Despite his military background and work on military projects Wazer, around this time, came to a point of departure. He disagreed with the increased power Congress granted President George W. Bush for his War on Terror and, after the 2003 invasion of Iraq, Wazer informed his supervisors at Pratt he would no longer work on military programs.
Clockwise from top left: 1) Ed Wazer as an engineer with Pratt & Whitney. 2) In the Army National Guard. 3) Raluca Mocanu and Edward Wazer harvesting cabbage grown under a bug barrier on the Shundahai Farm; a Community Supported Agriculture farm growing food for over 50-people and their families.
Raluca Mocanu, Wazer’s wife, was also an engineer with Pratt during that period and she felt similarly, “The fact that my work was going on a jet plane that was going to bomb somebody and kill people,” Mocanu says, “I just didn’t like that.”
Top: Ed Wazer with daughters (L-R) Sena and Aiyana.
Bottom: Shunning footware, Ed and Aiyana pick beans.
“I knew,” said Wazer, “that I wanted to do something else. We spent a long time looking for farmland. I was quite determined. Even if it wasn’t possible to be a full-time job, I knew I wanted to be growing food.”
Top: Tools hang in Ed Wazer’s workshop.
Bottom: Family shoes rest on broad floor boards while Ed and Raluca work outside.

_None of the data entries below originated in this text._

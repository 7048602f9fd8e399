//! In-memory [`TargetWriter`] for unit tests.
//!
//! Tables are snapshotted on `begin` and restored on `rollback`, so DDL and
//! rows are transactional the way they are in PostgreSQL.

use std::collections::BTreeMap;

use async_trait::async_trait;

use super::{InsertOutcome, TargetColumn, TargetWriter};
use crate::core::schema::TableSpec;
use crate::core::value::BindValue;
use crate::error::{MigrateError, Result};

#[derive(Debug, Clone, Default)]
pub(crate) struct MemoryTable {
    pub columns: Vec<TargetColumn>,
    pub rows: Vec<BTreeMap<String, BindValue>>,
}

#[derive(Debug, Default)]
pub(crate) struct MemoryTarget {
    pub schema: String,
    pub tables: BTreeMap<String, MemoryTable>,
    pub sequences: BTreeMap<(String, String), i64>,
    /// Every statement-level call, in order.
    pub log: Vec<String>,
    /// Refuse rows whose named column holds this value, like a foreign key would.
    pub reject_if: Option<(String, BindValue)>,
    /// Lose the connection on the n-th insert attempt (0-based).
    pub fatal_on_insert: Option<usize>,
    /// Fail `create_table` for this table.
    pub fail_create: Option<String>,
    pub fail_commit: bool,
    snapshot: Option<BTreeMap<String, MemoryTable>>,
    inserts_attempted: usize,
}

impl MemoryTarget {
    pub fn new() -> Self {
        Self {
            schema: "public".to_string(),
            ..Default::default()
        }
    }

    /// Add a table as if it had been created outside the migration.
    pub fn with_table(mut self, spec: &TableSpec) -> Self {
        self.tables.insert(spec.name.clone(), table_from_spec(spec));
        self
    }

    pub fn rows(&self, table: &str) -> &[BTreeMap<String, BindValue>] {
        self.tables
            .get(table)
            .map(|t| t.rows.as_slice())
            .unwrap_or_default()
    }

    pub fn in_transaction(&self) -> bool {
        self.snapshot.is_some()
    }

    fn table_mut(&mut self, table: &str) -> Result<&mut MemoryTable> {
        self.tables
            .get_mut(table)
            .ok_or_else(|| MigrateError::transfer(table, "relation does not exist"))
    }
}

fn table_from_spec(spec: &TableSpec) -> MemoryTable {
    MemoryTable {
        columns: spec
            .columns
            .iter()
            .map(|c| TargetColumn::new(&c.name, catalog_type(&c.sql_type)))
            .collect(),
        rows: Vec::new(),
    }
}

/// The type `format_type()` reports for a declared type clause.
///
/// Only the common spellings are normalized; anything else is lowercased
/// with constraint keywords stripped.
fn catalog_type(sql_type: &str) -> String {
    let upper = sql_type.to_ascii_uppercase();
    let end = [" PRIMARY", " NOT NULL", " NULL", " DEFAULT", " UNIQUE", " REFERENCES", " CHECK"]
        .iter()
        .filter_map(|kw| upper.find(kw))
        .min()
        .unwrap_or(sql_type.len());
    let clause = sql_type[..end].trim().to_ascii_lowercase();
    let keyword = clause
        .split(|c: char| c.is_whitespace() || c == '(')
        .next()
        .unwrap_or_default();

    let normalized = match keyword {
        "serial" | "serial4" | "int" | "int4" | "integer" => "integer",
        "bigserial" | "serial8" | "bigint" | "int8" => "bigint",
        "smallserial" | "serial2" | "smallint" | "int2" => "smallint",
        "float" | "float8" | "double" => "double precision",
        "real" | "float4" => "real",
        "bool" | "boolean" => "boolean",
        "decimal" => return clause.replacen("decimal", "numeric", 1),
        _ => return clause,
    };
    normalized.to_string()
}

/// What PostgreSQL would say when casting `value` to `data_type`, if it refuses.
fn cast_error(data_type: &str, value: &BindValue) -> Option<String> {
    match (data_type, value) {
        ("integer", BindValue::DecimalText(s)) => {
            Some(format!("value \"{}\" is out of range for type integer", s))
        }
        ("integer" | "numeric" | "double precision", BindValue::Text(s)) => {
            Some(format!("invalid input syntax for type {}: \"{}\"", data_type, s))
        }
        _ => None,
    }
}

#[async_trait]
impl TargetWriter for MemoryTarget {
    fn schema(&self) -> &str {
        &self.schema
    }

    async fn table_exists(&mut self, table: &str) -> Result<bool> {
        Ok(self.tables.contains_key(table))
    }

    async fn table_columns(&mut self, table: &str) -> Result<Vec<TargetColumn>> {
        Ok(self
            .tables
            .get(table)
            .map(|t| t.columns.clone())
            .unwrap_or_default())
    }

    async fn drop_table(&mut self, table: &str) -> Result<()> {
        self.log.push(format!("DROP {}", table));
        self.tables.remove(table);
        Ok(())
    }

    async fn create_table(&mut self, spec: &TableSpec) -> Result<()> {
        self.log.push(format!("CREATE {}", spec.name));
        if self.fail_create.as_deref() == Some(spec.name.as_str()) {
            return Err(MigrateError::connection("syntax error", "creating table"));
        }
        if self.tables.contains_key(&spec.name) {
            return Err(MigrateError::transfer(&spec.name, "relation already exists"));
        }
        self.tables.insert(spec.name.clone(), table_from_spec(spec));
        Ok(())
    }

    async fn begin(&mut self) -> Result<()> {
        self.log.push("BEGIN".to_string());
        self.snapshot = Some(self.tables.clone());
        Ok(())
    }

    async fn commit(&mut self) -> Result<()> {
        self.log.push("COMMIT".to_string());
        if self.fail_commit {
            return Err(MigrateError::connection("commit refused", "committing"));
        }
        self.snapshot = None;
        Ok(())
    }

    async fn rollback(&mut self) -> Result<()> {
        self.log.push("ROLLBACK".to_string());
        if let Some(snapshot) = self.snapshot.take() {
            self.tables = snapshot;
        }
        Ok(())
    }

    async fn insert_row(
        &mut self,
        table: &str,
        columns: &[TargetColumn],
        values: &[BindValue],
    ) -> Result<InsertOutcome> {
        let attempt = self.inserts_attempted;
        self.inserts_attempted += 1;
        if self.fatal_on_insert == Some(attempt) {
            return Err(MigrateError::connection("connection closed", "inserting row"));
        }

        if let Some((col, bad)) = &self.reject_if {
            let hit = columns
                .iter()
                .zip(values)
                .any(|(c, v)| &c.name == col && v == bad);
            if hit {
                return Ok(InsertOutcome::Rejected(format!(
                    "insert or update on table \"{}\" violates foreign key constraint",
                    table
                )));
            }
        }

        for (col, value) in columns.iter().zip(values) {
            if let Some(reason) = cast_error(&col.data_type, value) {
                return Ok(InsertOutcome::Rejected(reason));
            }
        }

        let row = columns
            .iter()
            .zip(values)
            .map(|(c, v)| (c.name.clone(), v.clone()))
            .collect();
        self.table_mut(table)?.rows.push(row);
        Ok(InsertOutcome::Inserted)
    }

    async fn reset_sequence(&mut self, table: &str, column: &str) -> Result<()> {
        let max = self
            .rows(table)
            .iter()
            .filter_map(|row| match row.get(column) {
                Some(BindValue::Integer(n)) => Some(i64::from(*n)),
                _ => None,
            })
            .max()
            .unwrap_or(0);
        self.sequences
            .insert((table.to_string(), column.to_string()), max);
        Ok(())
    }

    async fn row_count(&mut self, table: &str) -> Result<i64> {
        Ok(self.rows(table).len() as i64)
    }
}

#[cfg(test)]
mod tests {
    use super::*;

    #[test]
    fn test_catalog_type() {
        assert_eq!(catalog_type("SERIAL PRIMARY KEY"), "integer");
        assert_eq!(catalog_type("FLOAT"), "double precision");
        assert_eq!(catalog_type("NUMERIC"), "numeric");
        assert_eq!(catalog_type("numeric(20,0)"), "numeric(20,0)");
        assert_eq!(catalog_type("DECIMAL(10,2)"), "numeric(10,2)");
        assert_eq!(catalog_type("VARCHAR(20) NOT NULL"), "varchar(20)");
        assert_eq!(catalog_type("INTEGER REFERENCES \"public\".\"leagues\" (id)"), "integer");
        assert_eq!(catalog_type("BYTEA"), "bytea");
    }
}
//! Static destination table declarations.
//!
//! The destination layout is declared by hand rather than derived from the
//! source. It is deliberately laxer than the source: identifier columns that
//! can hold values beyond a fixed-width integer are `NUMERIC`.

use serde::{Deserialize, Serialize};

/// One destination column: its name and the SQL type clause used in DDL.
#[derive(Debug, Clone, PartialEq, Eq, Serialize, Deserialize)]
pub struct ColumnSpec {
    /// Column name.
    pub name: String,

    /// Type clause written after the name in `CREATE TABLE`
    /// (e.g. `NUMERIC`, `SERIAL PRIMARY KEY`).
    pub sql_type: String,
}

impl ColumnSpec {
    pub fn new(name: impl Into<String>, sql_type: impl Into<String>) -> Self {
        Self {
            name: name.into(),
            sql_type: sql_type.into(),
        }
    }

    /// Whether the column is backed by a sequence (`SERIAL` family).
    pub fn is_serial(&self) -> bool {
        matches!(
            self.type_keyword().as_str(),
            "SERIAL" | "SERIAL4" | "BIGSERIAL" | "SERIAL8" | "SMALLSERIAL" | "SERIAL2"
        )
    }

    fn type_keyword(&self) -> String {
        self.sql_type
            .split(|c: char| c.is_whitespace() || c == '(')
            .next()
            .unwrap_or_default()
            .to_ascii_uppercase()
    }
}

/// Destination table declaration.
#[derive(Debug, Clone, PartialEq, Eq, Serialize, Deserialize)]
pub struct TableSpec {
    /// Destination table name.
    pub name: String,

    /// Source table the rows are extracted from.
    pub source_table: String,

    /// Destination columns, in DDL order.
    pub columns: Vec<ColumnSpec>,
}

impl TableSpec {
    /// Build a spec from `(name, sql_type)` pairs.
    pub fn new(
        name: impl Into<String>,
        source_table: impl Into<String>,
        columns: &[(&str, &str)],
    ) -> Self {
        Self {
            name: name.into(),
            source_table: source_table.into(),
            columns: columns
                .iter()
                .map(|(name, ty)| ColumnSpec::new(*name, *ty))
                .collect(),
        }
    }

    pub fn column_names(&self) -> Vec<&str> {
        self.columns.iter().map(|c| c.name.as_str()).collect()
    }

    /// Columns backed by a sequence that must be advanced after explicit inserts.
    pub fn serial_columns(&self) -> impl Iterator<Item = &ColumnSpec> {
        self.columns.iter().filter(|c| c.is_serial())
    }
}

/// Player slot columns `home_player_1..11` and `away_player_1..11`.
fn player_slots() -> Vec<String> {
    ["home", "away"]
        .iter()
        .flat_map(|side| (1..=11).map(move |n| format!("{}_player_{}", side, n)))
        .collect()
}

/// The soccer dataset layout: `Match`, `Player`, `Team` and `League`.
///
/// Load order is the order of this list. None of the tables reference each
/// other, so any order works.
pub fn soccer_tables() -> Vec<TableSpec> {
    let mut matches = TableSpec::new(
        "matches",
        "Match",
        &[
            ("id", "SERIAL PRIMARY KEY"),
            ("country_id", "INTEGER"),
            ("league_id", "INTEGER"),
            ("season", "TEXT"),
            ("stage", "INTEGER"),
            ("date", "TEXT"),
            ("match_api_id", "NUMERIC"),
            ("home_team_api_id", "NUMERIC"),
            ("away_team_api_id", "NUMERIC"),
            ("home_team_goal", "INTEGER"),
            ("away_team_goal", "INTEGER"),
        ],
    );
    matches.columns.extend(
        player_slots()
            .into_iter()
            .map(|name| ColumnSpec::new(name, "NUMERIC")),
    );
    matches.columns.extend(
        [
            "goal",
            "shoton",
            "shotoff",
            "foulcommit",
            "card",
            "cross",
            "corner",
            "possession",
        ]
        .iter()
        .map(|name| ColumnSpec::new(*name, "TEXT")),
    );

    let players = TableSpec::new(
        "players",
        "Player",
        &[
            ("id", "SERIAL PRIMARY KEY"),
            ("player_api_id", "NUMERIC"),
            ("player_name", "TEXT"),
            ("player_fifa_api_id", "NUMERIC"),
            ("birthday", "TEXT"),
            ("height", "FLOAT"),
            ("weight", "INTEGER"),
        ],
    );

    let teams = TableSpec::new(
        "teams",
        "Team",
        &[
            ("id", "SERIAL PRIMARY KEY"),
            ("team_api_id", "NUMERIC"),
            ("team_fifa_api_id", "NUMERIC"),
            ("team_long_name", "TEXT"),
            ("team_short_name", "TEXT"),
        ],
    );

    let leagues = TableSpec::new(
        "leagues",
        "League",
        &[
            ("id", "SERIAL PRIMARY KEY"),
            ("country_id", "INTEGER"),
            ("name", "TEXT"),
        ],
    );

    vec![matches, players, teams, leagues]
}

After leaving Pratt & Whitney and buying a 5-acre homestead in Mansfield, Connecticut, Wazer and Mocanu in 2009 established Shundahai Farm; named after a Western Shoshone word for, “peace and harmony with all creation.”
Top: Ed and Raluca talk farm business while their daughter, Aiyana, listens.
Bottom Left: Lunch hour. Bottom Right: Daytime reading.
Ed and Raluca’s Community Supported Agriculture project now grows food for over 50 members and their families, “In a very direct way, we are supplying food to the community,” says Ed, “It’s one less worry people have when they’re concerned about calamity. If you know that food can be produced in your backyard then you feel much more comfortable.”
“How do you find inner peace?” says Mocanu, “Everybody’s looking for it. We don’t know that we are, but we are. For me, this pursuit, being outside and having a relationship with the land is what’s giving me inner peace. Having a close relationship with my children, with Ed, with our community, that is what gives me peace and that’s what I hope to be able to give other people, as well.”
Top: Cabbage under a bug barrier.
Bottom: (L-R) Shundahai Farm lettuce, beets, zucchini, strawberries.